システム シナリオ グラフィック サウンド ゲームバランス その他
やや複雑 映画風 個性的 メタル調 カスタム性豊富 キャラクターデザイン:板橋しゅうほう





・ゲーム概要

 プレイステーション後期にスクウェアから発売されたアクションダンジョンRPG。
 様々な異星人が入り乱れるスペースオペラ的な世界観を持ち、個性的な3人の主人公を使い分けて悪の宇宙人組織「バルゴン」の野望を打ち砕くという内容が展開される。
 視覚面についても板橋しゅうほう氏のキャラクターデザインによってアメリカンコミック調のものとしてまとめられており、ゲームとしての手触りはなんとも濃密だ。
 システム面についても「メディスン」や「メール」などユニークな設計が施されているのだが、さて・・・?


・ストーリー

 地球歴22世紀半ば、WARP航法(超光高速法)の開発により、巨大な空間と時間の壁は取り払われ、惑星間に交流が生まれ始めた。
 交流は徐々に広がり、23世紀初頭には太陽系第三惑星”地球”を含む諸惑星によりジュノ連邦が形成されることとなった。
 連邦政府は、宇宙調査局を設立し、その調査の範囲を未知なる領域へと広げていった。

 地球歴2312年、順調に調査領域を拡大していた連邦の下にひとつの知らせが届いた。
 それは、友好条約調印のために連邦へ向かっていた惑星ラミュレスの親善大使の船が連邦領域内Z3地区で突然、消息を絶ったというものだった。
 連邦宇宙調査局は、Z3地区保安局と合同で調査に当たることにした。
 Z3地区から選ばれた捜査官は3名。その中にはただ一人の地球人、T.J.も含まれていた。
 選ばれた捜査官たちは最新型宇宙調査艦ジェネシス号に乗り込み、親善大使が消息を絶ったポイントへと向かった。
 想像をはるかに超えた世界が待ち受けているとも知らずに・・・

 (説明書より抜粋)


・キャラクター

 ・T.J.
 操作キャラクターの一人。太陽系地球人。
 保安局に入って2年目の新人ながら、やる気と実力の高さを評価されジェネシス号のメンバーに抜擢された。
 性格面では他人と過度に関わろうとしない冷めた面が目立つが、故郷へ対する思いは強い。
 武器は様々な銃器。遠距離や身軽な相手への対応力に長け、扱いやすい。
 また、特殊アクションとしてステルス迷彩を使用して敵をやり過ごせるというものが有る。

 ・ギガンテ
 操作キャラクターの一人。
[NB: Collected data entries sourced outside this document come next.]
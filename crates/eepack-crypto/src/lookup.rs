//! Per-call resolution of other users' public keys.

use std::collections::HashMap;
use std::marker::PhantomData;
use std::time::Instant;

use eepack_core::{KeyLookup, PackError, PackResult, UserName};
use tracing::{debug, warn};

use crate::keys::decode_public_key;
use crate::suite::CurveSuite;

/// Resolves user names to public keys on one curve for the duration of a
/// single pack or unpack.
///
/// Each distinct user is looked up at most once; nothing outlives the call.
pub(crate) struct KeyResolver<'a, S: CurveSuite> {
    lookup: &'a dyn KeyLookup,
    resolved: HashMap<UserName, S::PublicKey>,
    _suite: PhantomData<S>,
}

impl<'a, S: CurveSuite> KeyResolver<'a, S> {
    pub(crate) fn new(lookup: &'a dyn KeyLookup) -> Self {
        Self {
            lookup,
            resolved: HashMap::new(),
            _suite: PhantomData,
        }
    }

    /// The user's first published key that decodes on this curve.
    pub(crate) async fn resolve(&mut self, user: &UserName) -> PackResult<S::PublicKey> {
        if let Some(key) = self.resolved.get(user) {
            return Ok(key.clone());
        }

        let start = Instant::now();
        let keys = self.lookup.lookup(user).await.map_err(|e| {
            warn!(
                subsystem = "lookup",
                op = "lookup",
                user = %user,
                error = %e,
                "Key lookup failed"
            );
            e
        })?;

        let key = keys
            .public_keys
            .iter()
            .find_map(|k| decode_public_key::<S>(k).ok())
            .ok_or_else(|| PackError::NoCompatibleKey(user.clone()))?;

        debug!(
            subsystem = "lookup",
            op = "lookup",
            user = %user,
            key_count = keys.public_keys.len(),
            duration_ms = start.elapsed().as_millis() as u64,
            "Resolved public key"
        );

        self.resolved.insert(user.clone(), key.clone());
        Ok(key)
    }
}

#[cfg(test)]
mod tests {
    use super::*;
    use crate::keys::{encode_public_key, generate_key_pair};
    use crate::suite::{P256Suite, P521Suite};
    use async_trait::async_trait;
    use eepack_core::{Packing, PublicKey, UserKeys};
    use std::sync::atomic::{AtomicUsize, Ordering};

    struct Canned {
        keys: Vec<PublicKey>,
        calls: AtomicUsize,
    }

    #[async_trait]
    impl KeyLookup for Canned {
        async fn lookup(&self, user: &UserName) -> PackResult<UserKeys> {
            self.calls.fetch_add(1, Ordering::SeqCst);
            if user.as_str() == "ghost@x.com" {
                return Err(PackError::IdentityNotFound(user.clone()));
            }
            Ok(UserKeys {
                endpoints: vec![],
                public_keys: self.keys.clone(),
            })
        }
    }

    fn user(s: &str) -> UserName {
        UserName::parse(s).unwrap()
    }

    #[tokio::test]
    async fn test_each_user_looked_up_once() {
        let kp = generate_key_pair(Packing::EeP256);
        let canned = Canned {
            keys: vec![kp.public.clone()],
            calls: AtomicUsize::new(0),
        };
        let mut resolver = KeyResolver::<P256Suite>::new(&canned);

        let first = resolver.resolve(&user("bob@foo.com")).await.unwrap();
        let again = resolver.resolve(&user("bob@foo.com")).await.unwrap();
        assert_eq!(
            encode_public_key::<P256Suite>(&first),
            encode_public_key::<P256Suite>(&again)
        );
        assert_eq!(canned.calls.load(Ordering::SeqCst), 1);

        resolver.resolve(&user("carol@foo.com")).await.unwrap();
        assert_eq!(canned.calls.load(Ordering::SeqCst), 2);
    }

    #[tokio::test]
    async fn test_first_compatible_key_wins() {
        let p521 = generate_key_pair(Packing::EeP521);
        let first = generate_key_pair(Packing::EeP256);
        let second = generate_key_pair(Packing::EeP256);
        let canned = Canned {
            keys: vec![
                PublicKey::new("garbage"),
                p521.public.clone(),
                first.public.clone(),
                second.public.clone(),
            ],
            calls: AtomicUsize::new(0),
        };

        let key = KeyResolver::<P256Suite>::new(&canned)
            .resolve(&user("bob@foo.com"))
            .await
            .unwrap();
        assert_eq!(encode_public_key::<P256Suite>(&key), first.public);

        let key = KeyResolver::<P521Suite>::new(&canned)
            .resolve(&user("bob@foo.com"))
            .await
            .unwrap();
        assert_eq!(encode_public_key::<P521Suite>(&key), p521.public);
    }

    #[tokio::test]
    async fn test_no_compatible_key() {
        let canned = Canned {
            keys: vec![generate_key_pair(Packing::EeP256).public],
            calls: AtomicUsize::new(0),
        };
        let err = KeyResolver::<P521Suite>::new(&canned)
            .resolve(&user("bob@foo.com"))
            .await
            .unwrap_err();
        assert!(matches!(err, PackError::NoCompatibleKey(u) if u.as_str() == "bob@foo.com"));
    }

    #[tokio::test]
    async fn test_lookup_errors_surface_unchanged() {
        let canned = Canned {
            keys: vec![],
            calls: AtomicUsize::new(0),
        };
        let err = KeyResolver::<P256Suite>::new(&canned)
            .resolve(&user("ghost@x.com"))
            .await
            .unwrap_err();
        assert!(matches!(err, PackError::IdentityNotFound(_)));
    }
}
ミスーラ系エノルメ人。
 サイクロップスを思わせる一つ目の巨漢で、体力と怪力が評価されてジェネシス号のメンバーに選ばれた。
 一方で性格は陽気で温厚、無類のパイナップル好きという親しみやすい一面もある。
 武器は右手に装着するアタッチメント。突進や範囲攻撃など接近戦での活躍を得意とする。
 また、その怪力によって一部の壁を破壊し隠し通路を発見することが出来る。

 ・フォシス
 操作キャラクターの一人。カンビオ系メタモル人。
 昆虫のような外骨格と冷静沈着な思考回路を持ち、Z3地区の保安統括者を務める人物。
 感情の起伏がないメタモル人の特徴に加えかつて軍隊に所属していた経験から、常に合理的な判断を導き出す指導役である。
 武器は投擲型の爆弾。加えて腕から生えたブレードによる格闘術も強力である。
 また、空中を長距離にわたって滑空する特技も持つ。

 ・ピュウ モラヴィエ
 サブキャラクターの一人。イリア系ウル人。
 ジェネシス号の指揮を執るエリート捜査官で、3人の活動に対して随時ヒントや指示を与える役割を担う。
 気が強く自分のやり方を押しつける面が有り、皮肉屋のマイクとは衝突が絶えないようだ。

 ・マイク カノン
 サブキャラクターの一人。ミスーラ系エナノ人。
 ジェネシス号のパイロット兼メカニックエンジニアで、パスワードの解析などで3人の活動をサポートする役割を担う。
 親子2代でZ3地区の保安局に勤めてきたプライドのためか、連邦軍付属アカデミー出身のピュウとは衝突が絶えないようだ。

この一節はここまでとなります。